For each line in the records that contains "category", make a copy.

▶ DATASET RECORDS

════

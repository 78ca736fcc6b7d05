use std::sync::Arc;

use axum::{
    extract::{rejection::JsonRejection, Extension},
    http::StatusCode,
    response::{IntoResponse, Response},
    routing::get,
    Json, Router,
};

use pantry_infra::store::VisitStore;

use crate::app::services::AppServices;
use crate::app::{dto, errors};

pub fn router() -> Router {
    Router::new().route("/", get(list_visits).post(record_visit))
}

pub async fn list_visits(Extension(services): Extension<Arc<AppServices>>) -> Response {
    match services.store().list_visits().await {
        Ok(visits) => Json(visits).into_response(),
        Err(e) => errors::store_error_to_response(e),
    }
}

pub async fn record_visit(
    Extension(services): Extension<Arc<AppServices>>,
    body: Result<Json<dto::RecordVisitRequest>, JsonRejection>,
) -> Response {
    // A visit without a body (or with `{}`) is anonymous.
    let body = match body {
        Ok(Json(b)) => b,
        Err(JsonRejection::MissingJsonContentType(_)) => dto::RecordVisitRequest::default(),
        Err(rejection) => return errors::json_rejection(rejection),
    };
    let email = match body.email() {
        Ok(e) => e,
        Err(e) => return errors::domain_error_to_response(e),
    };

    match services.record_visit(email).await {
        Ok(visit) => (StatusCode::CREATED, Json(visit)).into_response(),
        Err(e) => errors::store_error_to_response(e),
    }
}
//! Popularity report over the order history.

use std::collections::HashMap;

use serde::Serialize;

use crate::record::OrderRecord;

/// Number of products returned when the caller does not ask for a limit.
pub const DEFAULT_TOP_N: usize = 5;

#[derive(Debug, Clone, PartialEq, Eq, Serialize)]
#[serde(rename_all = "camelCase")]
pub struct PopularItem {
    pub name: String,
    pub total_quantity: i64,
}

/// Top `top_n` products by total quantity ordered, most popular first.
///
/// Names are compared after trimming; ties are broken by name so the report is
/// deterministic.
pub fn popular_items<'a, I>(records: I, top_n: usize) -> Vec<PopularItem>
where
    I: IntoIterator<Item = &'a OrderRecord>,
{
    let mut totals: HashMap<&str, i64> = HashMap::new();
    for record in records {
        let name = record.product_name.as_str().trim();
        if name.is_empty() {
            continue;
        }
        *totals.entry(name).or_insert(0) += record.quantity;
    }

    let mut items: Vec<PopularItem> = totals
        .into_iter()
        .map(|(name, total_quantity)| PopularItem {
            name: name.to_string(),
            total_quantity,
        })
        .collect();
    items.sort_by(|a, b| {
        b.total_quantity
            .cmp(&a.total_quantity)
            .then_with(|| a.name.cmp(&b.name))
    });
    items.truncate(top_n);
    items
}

════

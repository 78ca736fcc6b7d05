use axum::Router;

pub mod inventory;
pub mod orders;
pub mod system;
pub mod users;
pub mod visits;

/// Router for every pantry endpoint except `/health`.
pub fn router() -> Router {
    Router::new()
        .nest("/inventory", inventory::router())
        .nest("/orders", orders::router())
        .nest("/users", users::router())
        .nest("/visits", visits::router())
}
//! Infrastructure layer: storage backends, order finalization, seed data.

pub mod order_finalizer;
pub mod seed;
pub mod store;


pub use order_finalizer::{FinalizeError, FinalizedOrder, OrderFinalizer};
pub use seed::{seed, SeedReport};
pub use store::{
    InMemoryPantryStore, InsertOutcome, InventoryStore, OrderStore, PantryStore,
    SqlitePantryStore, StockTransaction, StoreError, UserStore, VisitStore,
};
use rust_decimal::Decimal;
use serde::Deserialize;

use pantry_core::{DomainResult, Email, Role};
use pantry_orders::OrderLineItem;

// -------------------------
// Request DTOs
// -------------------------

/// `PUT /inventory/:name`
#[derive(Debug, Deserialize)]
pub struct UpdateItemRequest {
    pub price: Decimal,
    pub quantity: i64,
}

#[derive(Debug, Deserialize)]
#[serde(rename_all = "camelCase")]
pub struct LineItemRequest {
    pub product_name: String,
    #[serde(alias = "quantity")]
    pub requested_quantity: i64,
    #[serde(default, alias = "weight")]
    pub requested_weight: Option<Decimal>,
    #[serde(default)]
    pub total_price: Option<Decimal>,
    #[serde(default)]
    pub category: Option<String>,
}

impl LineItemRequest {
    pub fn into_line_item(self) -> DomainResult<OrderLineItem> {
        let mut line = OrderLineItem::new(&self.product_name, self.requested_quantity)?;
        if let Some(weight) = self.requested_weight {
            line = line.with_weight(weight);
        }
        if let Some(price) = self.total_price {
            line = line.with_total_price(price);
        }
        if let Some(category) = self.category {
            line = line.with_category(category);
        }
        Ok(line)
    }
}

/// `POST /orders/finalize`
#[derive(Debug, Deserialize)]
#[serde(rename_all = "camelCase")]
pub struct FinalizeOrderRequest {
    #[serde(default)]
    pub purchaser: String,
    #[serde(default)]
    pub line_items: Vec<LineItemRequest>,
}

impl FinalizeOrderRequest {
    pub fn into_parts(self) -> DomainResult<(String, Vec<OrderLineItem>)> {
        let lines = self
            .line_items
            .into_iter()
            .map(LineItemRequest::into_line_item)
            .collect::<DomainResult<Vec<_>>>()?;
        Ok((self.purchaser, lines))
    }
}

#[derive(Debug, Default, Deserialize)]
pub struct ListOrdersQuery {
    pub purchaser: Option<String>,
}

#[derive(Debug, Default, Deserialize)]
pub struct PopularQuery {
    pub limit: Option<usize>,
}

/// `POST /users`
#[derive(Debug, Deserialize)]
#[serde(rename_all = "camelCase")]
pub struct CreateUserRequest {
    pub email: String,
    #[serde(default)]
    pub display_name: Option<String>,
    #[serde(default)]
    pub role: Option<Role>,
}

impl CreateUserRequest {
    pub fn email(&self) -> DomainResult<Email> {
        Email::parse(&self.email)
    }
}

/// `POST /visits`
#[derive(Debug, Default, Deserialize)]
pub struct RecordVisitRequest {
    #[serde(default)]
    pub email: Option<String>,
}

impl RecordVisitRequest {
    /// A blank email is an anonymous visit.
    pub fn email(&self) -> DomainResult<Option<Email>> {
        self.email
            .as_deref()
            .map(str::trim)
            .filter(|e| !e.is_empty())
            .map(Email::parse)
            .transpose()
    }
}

════

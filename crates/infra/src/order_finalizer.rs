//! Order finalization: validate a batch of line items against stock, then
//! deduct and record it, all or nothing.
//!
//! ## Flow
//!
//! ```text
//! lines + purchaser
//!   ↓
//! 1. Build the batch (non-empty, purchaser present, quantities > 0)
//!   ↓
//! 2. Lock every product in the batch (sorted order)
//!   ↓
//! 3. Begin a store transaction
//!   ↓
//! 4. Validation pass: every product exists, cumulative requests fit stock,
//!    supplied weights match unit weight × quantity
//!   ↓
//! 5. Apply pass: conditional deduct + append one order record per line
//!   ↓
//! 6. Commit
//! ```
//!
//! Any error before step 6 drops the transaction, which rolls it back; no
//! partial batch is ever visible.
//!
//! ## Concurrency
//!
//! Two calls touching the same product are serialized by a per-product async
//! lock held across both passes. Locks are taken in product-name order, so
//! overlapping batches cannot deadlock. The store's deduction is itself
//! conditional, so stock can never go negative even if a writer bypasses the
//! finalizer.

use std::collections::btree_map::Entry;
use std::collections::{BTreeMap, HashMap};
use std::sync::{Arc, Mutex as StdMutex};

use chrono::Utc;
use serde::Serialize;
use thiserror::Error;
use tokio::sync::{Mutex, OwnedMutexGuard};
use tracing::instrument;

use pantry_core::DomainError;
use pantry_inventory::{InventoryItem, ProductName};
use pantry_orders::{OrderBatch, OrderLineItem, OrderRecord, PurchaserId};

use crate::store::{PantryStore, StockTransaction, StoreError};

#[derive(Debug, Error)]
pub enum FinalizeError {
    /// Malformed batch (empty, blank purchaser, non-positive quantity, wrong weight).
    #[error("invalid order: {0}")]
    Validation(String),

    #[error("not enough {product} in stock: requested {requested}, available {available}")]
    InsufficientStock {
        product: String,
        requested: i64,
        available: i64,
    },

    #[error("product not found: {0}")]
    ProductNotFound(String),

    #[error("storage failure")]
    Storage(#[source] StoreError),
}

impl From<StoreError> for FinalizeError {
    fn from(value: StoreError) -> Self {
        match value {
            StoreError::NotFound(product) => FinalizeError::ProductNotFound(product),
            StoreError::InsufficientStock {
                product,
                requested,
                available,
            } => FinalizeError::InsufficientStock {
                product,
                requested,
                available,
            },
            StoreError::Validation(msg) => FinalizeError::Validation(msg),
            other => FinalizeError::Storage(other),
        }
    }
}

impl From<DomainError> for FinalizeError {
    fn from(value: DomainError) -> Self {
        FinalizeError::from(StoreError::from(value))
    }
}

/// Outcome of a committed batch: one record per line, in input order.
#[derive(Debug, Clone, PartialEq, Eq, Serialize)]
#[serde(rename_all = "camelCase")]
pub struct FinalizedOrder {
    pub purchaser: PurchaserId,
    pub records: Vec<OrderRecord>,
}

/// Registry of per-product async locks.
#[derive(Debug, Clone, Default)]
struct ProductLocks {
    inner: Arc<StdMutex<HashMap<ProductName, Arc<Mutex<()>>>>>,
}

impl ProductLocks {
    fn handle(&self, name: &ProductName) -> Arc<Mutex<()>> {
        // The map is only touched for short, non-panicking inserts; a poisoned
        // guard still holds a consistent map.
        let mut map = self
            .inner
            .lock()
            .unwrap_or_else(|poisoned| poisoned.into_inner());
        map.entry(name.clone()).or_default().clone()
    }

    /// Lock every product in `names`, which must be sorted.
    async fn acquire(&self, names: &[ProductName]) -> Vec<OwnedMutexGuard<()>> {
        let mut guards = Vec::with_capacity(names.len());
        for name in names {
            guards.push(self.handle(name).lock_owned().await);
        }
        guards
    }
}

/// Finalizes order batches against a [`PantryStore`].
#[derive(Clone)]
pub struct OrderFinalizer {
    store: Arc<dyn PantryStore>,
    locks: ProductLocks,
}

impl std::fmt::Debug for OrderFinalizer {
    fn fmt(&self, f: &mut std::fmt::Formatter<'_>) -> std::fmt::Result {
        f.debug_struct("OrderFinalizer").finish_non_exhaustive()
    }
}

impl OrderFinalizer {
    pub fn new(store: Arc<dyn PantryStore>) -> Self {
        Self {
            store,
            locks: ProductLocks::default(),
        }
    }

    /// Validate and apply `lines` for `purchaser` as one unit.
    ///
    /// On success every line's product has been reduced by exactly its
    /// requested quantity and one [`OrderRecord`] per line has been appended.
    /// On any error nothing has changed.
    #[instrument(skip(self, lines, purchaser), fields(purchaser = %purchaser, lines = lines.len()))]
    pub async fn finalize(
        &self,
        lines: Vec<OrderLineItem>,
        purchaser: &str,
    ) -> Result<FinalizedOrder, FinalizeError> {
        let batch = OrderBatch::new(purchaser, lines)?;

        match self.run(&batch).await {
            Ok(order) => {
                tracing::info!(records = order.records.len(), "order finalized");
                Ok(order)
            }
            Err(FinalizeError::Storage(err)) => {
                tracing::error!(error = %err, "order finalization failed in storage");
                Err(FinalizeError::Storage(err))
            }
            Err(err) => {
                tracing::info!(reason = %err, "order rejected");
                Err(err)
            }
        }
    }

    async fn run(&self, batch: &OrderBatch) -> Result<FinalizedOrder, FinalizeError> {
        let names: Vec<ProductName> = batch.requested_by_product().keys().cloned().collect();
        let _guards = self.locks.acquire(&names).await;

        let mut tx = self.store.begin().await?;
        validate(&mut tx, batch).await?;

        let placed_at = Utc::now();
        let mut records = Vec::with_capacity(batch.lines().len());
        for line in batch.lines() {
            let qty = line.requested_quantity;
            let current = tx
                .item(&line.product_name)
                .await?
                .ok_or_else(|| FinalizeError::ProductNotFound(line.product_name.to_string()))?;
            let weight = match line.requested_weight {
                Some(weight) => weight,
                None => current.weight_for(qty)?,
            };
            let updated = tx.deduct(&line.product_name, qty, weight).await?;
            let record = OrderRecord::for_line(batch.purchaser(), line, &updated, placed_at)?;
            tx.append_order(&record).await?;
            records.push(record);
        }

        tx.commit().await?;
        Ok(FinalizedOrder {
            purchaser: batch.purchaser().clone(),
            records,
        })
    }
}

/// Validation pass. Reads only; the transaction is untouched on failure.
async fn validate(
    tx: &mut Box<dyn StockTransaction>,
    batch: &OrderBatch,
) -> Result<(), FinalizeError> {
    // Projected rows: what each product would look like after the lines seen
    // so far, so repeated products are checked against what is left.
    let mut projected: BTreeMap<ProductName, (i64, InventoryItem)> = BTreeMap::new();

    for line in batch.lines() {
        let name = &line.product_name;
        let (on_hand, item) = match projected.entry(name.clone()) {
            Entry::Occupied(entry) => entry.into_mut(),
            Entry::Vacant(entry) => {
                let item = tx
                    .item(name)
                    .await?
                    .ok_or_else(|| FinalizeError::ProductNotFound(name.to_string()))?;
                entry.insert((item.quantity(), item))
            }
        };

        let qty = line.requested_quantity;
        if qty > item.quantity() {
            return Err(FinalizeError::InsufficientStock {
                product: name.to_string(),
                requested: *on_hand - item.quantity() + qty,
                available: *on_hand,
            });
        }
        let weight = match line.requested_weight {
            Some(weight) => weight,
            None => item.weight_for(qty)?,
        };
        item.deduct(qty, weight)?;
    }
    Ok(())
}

════

▶ ANSWER TO THIS TASK
    pub category: Option<String>,
        if let Some(category) = self.category {
            line = line.with_category(category);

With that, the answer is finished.